2. La responsabilité du maître de l'ouvrage est engagée, même sans faute, à raison des dommages que l'ouvrage public dont il a la garde peut causer aux tiers. Il appartient toutefois au riverain d'une voie publique qui entend obtenir réparation des dommages qu'il estime avoir subis à l'occasion d'une opération de travaux publics à l'égard de laquelle il a la qualité de tiers d'établir, d'une part, le lien de causalité entre cette opération et les dommages invoqués, et, d'autre part, le caractère anormal et spécial de son préjudice, les riverains des voies publiques étant tenus de supporter, sans contrepartie, les sujétions normales qui leur sont imposées dans un but d'intérêt général.

3. Il résulte de l'instruction que les travaux de démolition de la cité Traëger, entrepris en novembre 2001, se sont terminés en février 2002 et que la construction du centre sportif n'a commencé que le 3 septembre 2007 pour se terminer le 19 mai 2009. La réalisation de cette opération d'une durée totale de 7 années et 6 mois a occasionné pour le restaurant La Casserole et sa clientèle des nuisances continuelles liées au stationnement et au trafic de véhicules de chantier, aux bruits et poussières produits par les travaux tant de démolition que de construction, une baisse d'attractivité visuelle du site liée à l'état d'abandon du chantier contigu au restaurant pendant plus de cinq années, ainsi qu'une perturbation de l'activité commerciale liée à la pose de barrières métalliques de protection sur une partie de la façade condamnant les volets extérieurs et obscurcissant la salle du restaurant. Il résulte également de la note technique établie le 25 février 2010 par le sapiteur désigné dans le cadre de l'expertise que le chiffre d'affaires du restaurant a constamment diminué entre 2002 et 2007, date à laquelle le restaurant a cessé son activité. Dans ces conditions, eu égard à l'emprise du chantier et à la durée totale de l'opération d'aménagement ainsi qu'à leurs répercussions sur l'activité du restaurant La Casserole, les appelants sont fondés à soutenir que les sujétions qui leur ont été imposées par ces travaux ont excédé celles qui peuvent être imposées aux riverains dans l'intérêt de la voie publique et que leurs préjudices revêtent un caractère anormal et spécial qui engage la responsabilité de la Ville de Paris.
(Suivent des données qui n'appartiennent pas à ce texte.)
//! Bounded top-K: the K first distinct keys under a total order, with occurrence counts.

use crate::error::{Result, SketchError};
use crate::monoid::Monoid;
use crate::ops::Sketch;
use crate::table::{Table, Value};
use serde::{Deserialize, Serialize};
use std::cmp::Ordering;
use std::marker::PhantomData;

/// Total order deciding which keys are "top". Keys that compare `Less` come first.
pub trait KeyOrder<T>: Send + Sync {
    fn compare(&self, a: &T, b: &T) -> Ordering;
}

/// Smallest keys first.
#[derive(Clone, Copy, Debug, Default)]
pub struct Ascending;

impl<T: Ord> KeyOrder<T> for Ascending {
    fn compare(&self, a: &T, b: &T) -> Ordering {
        a.cmp(b)
    }
}

/// Largest keys first.
#[derive(Clone, Copy, Debug, Default)]
pub struct Descending;

impl<T: Ord> KeyOrder<T> for Descending {
    fn compare(&self, a: &T, b: &T) -> Ordering {
        b.cmp(a)
    }
}

/// Order given by a comparator closure.
#[derive(Clone, Copy, Debug)]
pub struct OrderBy<F>(pub F);

impl<T, F> KeyOrder<T> for OrderBy<F>
where
    F: Fn(&T, &T) -> Ordering + Send + Sync,
{
    fn compare(&self, a: &T, b: &T) -> Ordering {
        (self.0)(a, b)
    }
}

/// At most `capacity` distinct keys, kept sorted under the order they were built with.
///
/// The last key is the *cutoff*: once the structure is full, a new key that sorts after the
/// cutoff is discarded, and one that sorts before it evicts the cutoff.
#[derive(Clone, Debug, PartialEq, Eq, Serialize, Deserialize)]
pub struct BoundedTopK<T> {
    capacity: usize,
    entries: Vec<(T, u64)>,
}

impl<T: Clone> BoundedTopK<T> {
    /// # Errors
    /// [`SketchError::InvalidConfig`] when `capacity == 0`.
    pub fn new(capacity: usize) -> Result<Self> {
        if capacity == 0 {
            return Err(SketchError::invalid("top-K capacity must be positive"));
        }
        Ok(Self::empty(capacity))
    }

    const fn empty(capacity: usize) -> Self {
        Self {
            capacity,
            entries: Vec::new(),
        }
    }

    /// Push every item of `items` in order.
    ///
    /// # Errors
    /// [`SketchError::InvalidConfig`] when `capacity == 0`.
    pub fn from_items<O: KeyOrder<T>>(
        capacity: usize,
        items: impl IntoIterator<Item = T>,
        order: &O,
    ) -> Result<Self> {
        let mut topk = Self::new(capacity)?;
        for item in items {
            topk.push(item, order);
        }
        Ok(topk)
    }

    #[must_use]
    pub const fn capacity(&self) -> usize {
        self.capacity
    }

    #[must_use]
    pub fn len(&self) -> usize {
        self.entries.len()
    }

    #[must_use]
    pub fn is_empty(&self) -> bool {
        self.entries.is_empty()
    }

    /// `(key, count)` pairs in order.
    #[must_use]
    pub fn entries(&self) -> &[(T, u64)] {
        &self.entries
    }

    #[must_use]
    pub fn cutoff(&self) -> Option<&T> {
        self.entries.last().map(|(k, _)| k)
    }

    /// Count of `key`, if it is held.
    pub fn count_of<O: KeyOrder<T>>(&self, key: &T, order: &O) -> Option<u64> {
        self.entries
            .binary_search_by(|(k, _)| order.compare(k, key))
            .ok()
            .map(|i| self.entries[i].1)
    }

    /// Record one occurrence of `item`.
    pub fn push<O: KeyOrder<T>>(&mut self, item: T, order: &O) {
        match self.entries.binary_search_by(|(k, _)| order.compare(k, &item)) {
            Ok(i) => self.entries[i].1 += 1,
            Err(pos) if self.entries.len() < self.capacity => {
                self.entries.insert(pos, (item, 1));
            }
            // Past the cutoff of a full structure.
            Err(pos) if pos == self.entries.len() => {}
            Err(pos) => {
                self.entries.insert(pos, (item, 1));
                self.entries.pop();
            }
        }
    }

    /// K-way merge summing counts of shared keys, truncated to the first `capacity` keys.
    ///
    /// # Panics
    /// When the capacities differ.
    #[must_use]
    pub fn merge<O: KeyOrder<T>>(&self, other: &Self, order: &O) -> Self {
        assert_eq!(
            self.capacity, other.capacity,
            "merging top-K results of different capacity"
        );
        let (left, right) = (&self.entries, &other.entries);
        let mut out = Vec::with_capacity(self.capacity.min(left.len() + right.len()));
        let (mut i, mut j) = (0, 0);
        while out.len() < self.capacity && (i < left.len() || j < right.len()) {
            let next = match (left.get(i), right.get(j)) {
                (Some(l), None) => {
                    i += 1;
                    l.clone()
                }
                (None, Some(r)) => {
                    j += 1;
                    r.clone()
                }
                (Some(l), Some(r)) => match order.compare(&l.0, &r.0) {
                    Ordering::Less => {
                        i += 1;
                        l.clone()
                    }
                    Ordering::Greater => {
                        j += 1;
                        r.clone()
                    }
                    Ordering::Equal => {
                        i += 1;
                        j += 1;
                        (l.0.clone(), l.1 + r.1)
                    }
                },
                (None, None) => break,
            };
            out.push(next);
        }
        Self {
            capacity: self.capacity,
            entries: out,
        }
    }
}

/// Monoid over [`BoundedTopK`] for a fixed capacity and order.
pub struct TopKMonoid<T, O> {
    capacity: usize,
    order: O,
    _t: PhantomData<fn() -> T>,
}

impl<T: Clone, O: KeyOrder<T>> TopKMonoid<T, O> {
    /// # Errors
    /// [`SketchError::InvalidConfig`] when `capacity == 0`.
    pub fn new(capacity: usize, order: O) -> Result<Self> {
        BoundedTopK::<T>::new(capacity)?;
        Ok(Self {
            capacity,
            order,
            _t: PhantomData,
        })
    }

    pub const fn order(&self) -> &O {
        &self.order
    }

    #[must_use]
    pub const fn capacity(&self) -> usize {
        self.capacity
    }

    /// Build a result from `items` with this monoid's parameters.
    #[must_use]
    pub fn build(&self, items: impl IntoIterator<Item = T>) -> BoundedTopK<T> {
        let mut topk = BoundedTopK::empty(self.capacity);
        for item in items {
            topk.push(item, &self.order);
        }
        topk
    }
}

impl<T, O> Monoid for TopKMonoid<T, O>
where
    T: Clone + Send + Sync + 'static,
    O: KeyOrder<T>,
{
    type Item = BoundedTopK<T>;

    fn zero(&self) -> BoundedTopK<T> {
        BoundedTopK::empty(self.capacity)
    }

    fn add(&self, left: &BoundedTopK<T>, right: &BoundedTopK<T>) -> BoundedTopK<T> {
        left.merge(right, &self.order)
    }
}

/// Most frequent-by-order values of one table column; missing cells are skipped.
pub struct TopKSketch<O> {
    column: String,
    monoid: TopKMonoid<Value, O>,
}

impl<O: KeyOrder<Value>> TopKSketch<O> {
    /// # Errors
    /// [`SketchError::InvalidConfig`] when `capacity == 0`.
    pub fn new(column: impl Into<String>, capacity: usize, order: O) -> Result<Self> {
        Ok(Self {
            column: column.into(),
            monoid: TopKMonoid::new(capacity, order)?,
        })
    }
}

impl<O: KeyOrder<Value>> Monoid for TopKSketch<O> {
    type Item = BoundedTopK<Value>;

    fn zero(&self) -> Self::Item {
        self.monoid.zero()
    }

    fn add(&self, left: &Self::Item, right: &Self::Item) -> Self::Item {
        self.monoid.add(left, right)
    }
}

impl<O: KeyOrder<Value> + 'static> Sketch<Table> for TopKSketch<O> {
    fn create(&self, table: &Table) -> anyhow::Result<Self::Item> {
        let col = table.column(&self.column)?;
        Ok(self
            .monoid
            .build(table.members().iter().filter_map(|row| col.value(row))))
    }
}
Sur l'indemnisation des préjudices :

4. Il résulte de l'instruction que compte-tenu du résultat d'exploitation de la première année de pleine activité du restaurant La Casserole, soit 7 872 euros en 2002, les pertes d'exploitation s'élèvent à une somme de 65 000 euros pour la période 2003 à 2009, date d'achèvement des travaux litigieux. Compte tenu de ce que la société n'a pu reprendre son activité normale dès la fin des travaux, du fait des réparations qu'a nécessité l'état de délabrement des locaux, et qu'elle a d'abord continué son activité en tant que bar avant que ne soit, à la fin de l'année 2013, rouvert le restaurant, il sera fait une juste appréciation du préjudice subi par la société La Casserole en lui allouant une somme totale de 73 000 euros.

5. M. C...demande une indemnisation correspondant à la différence entre ce qu'il aurait perçu au titre de sa pension de retraite, s'il n'avait pas été privé de ses revenus salariaux et s'il avait pu verser des cotisations jusqu'au 1er juillet 2019, date à laquelle il aurait atteint les 166 trimestres de cotisations nécessaires pour obtenir une retraite à taux plein, et ce qu'il touchera effectivement à partir de cette date, à laquelle il ne compte que 149 trimestres de cotisations. Eu égard aux éléments fournis par l'intéressé, et non contestés, faisant état d'un différentiel de 4 169 euros annuels entre ce qu'il aurait perçu et ce qu'il percevra effectivement et au prix de la rente viagère pour un homme âgé de 62 ans, il sera fait une exacte appréciation du préjudice subi par M.C..., lequel est la conséquence directe de l'impossibilité dans laquelle il s'est trouvé de cotiser, en lui allouant la somme de 75 000 euros qu'il demande.

6. En revanche, ni la société La Casserole, ni M. C...n'établissent l'existence d'un préjudice financier résultant de la perte du fonds de commerce qu'ils allèguent, dès lors que l'exploitation commerciale du restaurant a repris à partir de 2010, qu'elle s'est traduite par un redressement constant du chiffre d'affaires enregistré depuis lors et que les travaux réalisés, qui ont pu apporter un flux de clientèle nouvelle et une valorisation du secteur, ont pu contribuer à la revalorisation du fonds de commerce.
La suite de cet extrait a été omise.